Run from LDR, run!
“Pak, Mak, aku mau nikah.” kataku kali itu di hari ulang tahun Bapakku.
“Sama siapa?” tanya Bapakku, dengan tidak penasaran.
“Sama pacarku, yang orang Afrika itu,” jawabku mantap.
“Puji Tuhan! Akhirnya setelah dua tahun lebih, doa Mamak dijawab Tuhan,” ucap Mamakku dengan mata yang agak berkaca-kaca.
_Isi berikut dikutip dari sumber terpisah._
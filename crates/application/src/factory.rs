use std::sync::Arc;

use domain::{Message, MessageKind, ParticipantId, ValidationError, ValidationResult};

use crate::clock::Clock;

/// 消息工厂：校验原始输入字段并打上时间戳。
///
/// 时间戳总是从注入的时钟读取，调用者无法指定。
#[derive(Clone)]
pub struct MessageFactory {
    clock: Arc<dyn Clock>,
}

impl MessageFactory {
    pub fn new(clock: Arc<dyn Clock>) -> Self {
        Self { clock }
    }

    /// 创建消息。
    ///
    /// 发送者为空时无论其他字段如何都返回 `EmptySender`；
    /// 空的接收者视为广播。
    pub fn create(
        &self,
        content: impl Into<String>,
        sender: &str,
        receiver: Option<&str>,
        kind: MessageKind,
    ) -> ValidationResult<Message> {
        let sender = ParticipantId::parse(sender).ok_or(ValidationError::EmptySender)?;
        let receiver = receiver.and_then(ParticipantId::parse);

        Message::new(content, sender, receiver, kind, self.clock.now())
    }

    /// 参与者加入的广播消息
    pub fn join(&self, sender: &ParticipantId) -> Message {
        Message::join(sender.clone(), self.clock.now())
    }

    /// 参与者离开的广播消息
    pub fn leave(&self, sender: &ParticipantId) -> Message {
        Message::leave(sender.clone(), self.clock.now())
    }
}

#[cfg(test)]
mod tests {
    use super::*;
    use crate::clock::{FixedClock, MockClock};
    use chrono::{TimeZone, Utc};

    fn factory_at(seconds: i64) -> MessageFactory {
        let at = Utc.timestamp_opt(seconds, 0).unwrap();
        MessageFactory::new(Arc::new(FixedClock(at)))
    }

    #[test]
    fn test_create_reads_clock_at_call_time() {
        let first = Utc.with_ymd_and_hms(2024, 1, 1, 8, 0, 0).unwrap();
        let second = Utc.with_ymd_and_hms(2024, 1, 1, 8, 0, 5).unwrap();

        let mut clock = MockClock::new();
        let mut seq = mockall::Sequence::new();
        clock
            .expect_now()
            .times(1)
            .in_sequence(&mut seq)
            .return_const(first);
        clock
            .expect_now()
            .times(1)
            .in_sequence(&mut seq)
            .return_const(second);

        let factory = MessageFactory::new(Arc::new(clock));
        let a = factory
            .create("hello", "alice", None, MessageKind::Chat)
            .unwrap();
        let b = factory
            .create("again", "alice", None, MessageKind::Chat)
            .unwrap();

        assert_eq!(a.timestamp(), first);
        assert_eq!(b.timestamp(), second);
    }

    #[test]
    fn test_empty_sender_always_fails() {
        let factory = factory_at(0);
        for kind in [MessageKind::Chat, MessageKind::Join, MessageKind::Leave] {
            for content in ["", "hello"] {
                for receiver in [None, Some(""), Some("bob")] {
                    let result = factory.create(content, "", receiver, kind);
                    assert_eq!(result, Err(ValidationError::EmptySender));
                }
            }
        }
        assert_eq!(
            factory.create("hello", "   ", None, MessageKind::Chat),
            Err(ValidationError::EmptySender)
        );
    }

    #[test]
    fn test_empty_chat_content_fails() {
        let factory = factory_at(0);
        let result = factory.create("", "alice", Some("bob"), MessageKind::Chat);
        assert_eq!(result, Err(ValidationError::EmptyContent));
    }

    #[test]
    fn test_join_and_leave_accept_empty_content() {
        let factory = factory_at(0);
        let join = factory.create("", "alice", None, MessageKind::Join).unwrap();
        let leave = factory.create("", "alice", None, MessageKind::Leave).unwrap();
        assert_eq!(join.kind(), MessageKind::Join);
        assert_eq!(leave.kind(), MessageKind::Leave);
    }

    #[test]
    fn test_empty_receiver_means_broadcast() {
        let factory = factory_at(0);
        let message = factory
            .create("hi", "alice", Some(" "), MessageKind::Chat)
            .unwrap();
        assert!(message.receiver().is_none());
        assert!(message.is_broadcast());
    }

    #[test]
    fn test_presence_helpers() {
        let factory = factory_at(42);
        let alice = ParticipantId::parse("alice").unwrap();

        let join = factory.join(&alice);
        assert_eq!(join.kind(), MessageKind::Join);
        assert_eq!(join.sender(), &alice);
        assert!(join.receiver().is_none());
        assert_eq!(join.timestamp().timestamp(), 42);

        assert_eq!(factory.leave(&alice).kind(), MessageKind::Leave);
    }
}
Semua berjalan dengan begitu lancarnya dari pihak keluarga (walaupun secara administrasi negara ya sulit banget!). Pacarku akhirnya datang ke Indonesia, lamaran, lalu menikah. Dua bulan lamanya doi tinggal di Indonesia sebelum akhirnya kembali lagi ke negara perantauan untuk bekerja.
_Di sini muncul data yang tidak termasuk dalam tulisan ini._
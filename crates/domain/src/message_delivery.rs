use std::sync::Arc;

use crate::message::Message;
use crate::value_objects::ParticipantId;

/// 单个目标的投递结果
#[derive(Debug, Clone, PartialEq, Eq)]
pub enum DeliveryOutcome {
    /// 已完整发送
    Delivered,
    /// 目标不在注册表中
    Unreachable,
    /// 发送失败，附带原因
    Failed(String),
}

impl DeliveryOutcome {
    pub fn is_delivered(&self) -> bool {
        matches!(self, Self::Delivered)
    }
}

/// 一次路由的投递结果汇总。
///
/// 按尝试顺序记录每个目标的结果，并保留原始消息便于追踪。
#[derive(Debug, Clone)]
pub struct DeliveryResult {
    message: Arc<Message>,
    outcomes: Vec<(ParticipantId, DeliveryOutcome)>,
}

impl DeliveryResult {
    pub fn new(message: Arc<Message>, outcomes: Vec<(ParticipantId, DeliveryOutcome)>) -> Self {
        Self { message, outcomes }
    }

    pub fn message(&self) -> &Message {
        &self.message
    }

    /// 查询某个目标的结果；没有尝试过的目标返回 `None`
    pub fn outcome(&self, id: &ParticipantId) -> Option<&DeliveryOutcome> {
        self.outcomes
            .iter()
            .find(|(destination, _)| destination == id)
            .map(|(_, outcome)| outcome)
    }

    pub fn iter(&self) -> impl Iterator<Item = (&ParticipantId, &DeliveryOutcome)> {
        self.outcomes.iter().map(|(id, outcome)| (id, outcome))
    }

    pub fn destinations(&self) -> impl Iterator<Item = &ParticipantId> {
        self.outcomes.iter().map(|(id, _)| id)
    }

    pub fn len(&self) -> usize {
        self.outcomes.len()
    }

    pub fn is_empty(&self) -> bool {
        self.outcomes.is_empty()
    }

    pub fn delivered_count(&self) -> usize {
        self.count(|outcome| matches!(outcome, DeliveryOutcome::Delivered))
    }

    pub fn unreachable_count(&self) -> usize {
        self.count(|outcome| matches!(outcome, DeliveryOutcome::Unreachable))
    }

    pub fn failed_count(&self) -> usize {
        self.count(|outcome| matches!(outcome, DeliveryOutcome::Failed(_)))
    }

    /// 所有目标都已送达（没有目标时也为真）
    pub fn all_delivered(&self) -> bool {
        self.outcomes.iter().all(|(_, outcome)| outcome.is_delivered())
    }

    fn count(&self, predicate: impl Fn(&DeliveryOutcome) -> bool) -> usize {
        self.outcomes
            .iter()
            .filter(|(_, outcome)| predicate(outcome))
            .count()
    }
}

#[cfg(test)]
mod tests {
    use super::*;
    use crate::message::MessageKind;
    use chrono::Utc;

    fn id(value: &str) -> ParticipantId {
        ParticipantId::parse(value).unwrap()
    }

    #[test]
    fn test_delivery_result_counts() {
        let message =
            Arc::new(Message::new("hi", id("alice"), None, MessageKind::Chat, Utc::now()).unwrap());
        let result = DeliveryResult::new(
            message,
            vec![
                (id("bob"), DeliveryOutcome::Delivered),
                (id("carol"), DeliveryOutcome::Failed("closed".into())),
                (id("dave"), DeliveryOutcome::Unreachable),
            ],
        );

        assert_eq!(result.len(), 3);
        assert_eq!(result.delivered_count(), 1);
        assert_eq!(result.failed_count(), 1);
        assert_eq!(result.unreachable_count(), 1);
        assert!(!result.all_delivered());
        assert_eq!(result.outcome(&id("bob")), Some(&DeliveryOutcome::Delivered));
        assert_eq!(result.outcome(&id("alice")), None);
        assert_eq!(result.message().content(), "hi");

        let order: Vec<&str> = result.destinations().map(ParticipantId::as_str).collect();
        assert_eq!(order, ["bob", "carol", "dave"]);
    }
}
//! 统一配置中心
//!
//! 提供中继服务的全局配置，包括：
//! - 消息投递（发送超时、会话缓冲）
//! - 日志过滤
//!
//! 加载顺序：默认值 -> 可选的 TOML 文件（`CHAT_RELAY_CONFIG`）-> 环境变量（`CHAT_RELAY_*`）。

use std::time::Duration;

use figment::providers::{Env, Format, Serialized, Toml};
use figment::Figment;
use serde::{Deserialize, Serialize};

/// 配置文件路径的环境变量
pub const CONFIG_FILE_ENV: &str = "CHAT_RELAY_CONFIG";
/// 环境变量前缀，嵌套字段用 `__` 分隔，例如 `CHAT_RELAY_DELIVERY__SEND_TIMEOUT_MS`
pub const ENV_PREFIX: &str = "CHAT_RELAY_";

/// 全局应用配置
#[derive(Debug, Clone, PartialEq, Eq, Serialize, Deserialize)]
pub struct RelayConfig {
    /// 投递配置
    #[serde(default)]
    pub delivery: DeliveryConfig,
    /// 默认日志过滤规则，`RUST_LOG` 优先
    #[serde(default = "default_log_filter")]
    pub log_filter: String,
}

/// 投递配置
#[derive(Debug, Clone, PartialEq, Eq, Serialize, Deserialize)]
pub struct DeliveryConfig {
    /// 单个会话的发送超时（毫秒）
    pub send_timeout_ms: u64,
    /// 进程内会话通道的缓冲条数
    pub session_buffer: usize,
}

impl DeliveryConfig {
    pub fn send_timeout(&self) -> Duration {
        Duration::from_millis(self.send_timeout_ms)
    }
}

impl Default for DeliveryConfig {
    fn default() -> Self {
        Self {
            send_timeout_ms: 5_000,
            session_buffer: 64,
        }
    }
}

fn default_log_filter() -> String {
    "info".to_string()
}

impl Default for RelayConfig {
    fn default() -> Self {
        Self {
            delivery: DeliveryConfig::default(),
            log_filter: default_log_filter(),
        }
    }
}

impl RelayConfig {
    /// 从默认值、可选配置文件和环境变量加载配置
    pub fn load() -> Result<Self, ConfigError> {
        let file = std::env::var(CONFIG_FILE_ENV).ok();
        Self::figment(file.as_deref()).extract::<Self>()?.validated()
    }

    fn figment(file: Option<&str>) -> Figment {
        let mut figment = Figment::from(Serialized::defaults(RelayConfig::default()));
        if let Some(path) = file {
            figment = figment.merge(Toml::file(path));
        }
        figment.merge(Env::prefixed(ENV_PREFIX).split("__"))
    }

    /// 验证配置有效性
    pub fn validate(&self) -> Result<(), ConfigError> {
        if self.delivery.send_timeout_ms == 0 {
            return Err(ConfigError::InvalidDeliveryConfig(
                "send timeout must be greater than 0".to_string(),
            ));
        }

        if self.delivery.session_buffer == 0 {
            return Err(ConfigError::InvalidDeliveryConfig(
                "session buffer must be greater than 0".to_string(),
            ));
        }

        if self.log_filter.trim().is_empty() {
            return Err(ConfigError::InvalidLogFilter(
                "log filter cannot be empty".to_string(),
            ));
        }

        Ok(())
    }

    fn validated(self) -> Result<Self, ConfigError> {
        self.validate()?;
        Ok(self)
    }
}

/// 配置错误类型
#[derive(Debug, thiserror::Error)]
pub enum ConfigError {
    #[error("Invalid delivery configuration: {0}")]
    InvalidDeliveryConfig(String),
    #[error("Invalid log filter: {0}")]
    InvalidLogFilter(String),
    #[error("Failed to load configuration: {0}")]
    Load(#[from] figment::Error),
}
Senang? Jelas iya. Cinta yang selama ini kami bina (ceilaaahhh) dengan perbedaan budaya, latar belakang, zona waktu, zona wilayah, dan perbedaan lain-lainnya ini memasuki awalan baru, pernikahan. Sedih? Udah pasti. Bayangin aja, 30 bulan lamanya kami tidak bertemu. Padahal waktu itu, kami baru saja naik kelas dari level temenan ke pacaran. Walaupun sudah beda negara namun jaraknya tidak terlalu jauh sehingga masih bisa bertemu tiap akhir pekan.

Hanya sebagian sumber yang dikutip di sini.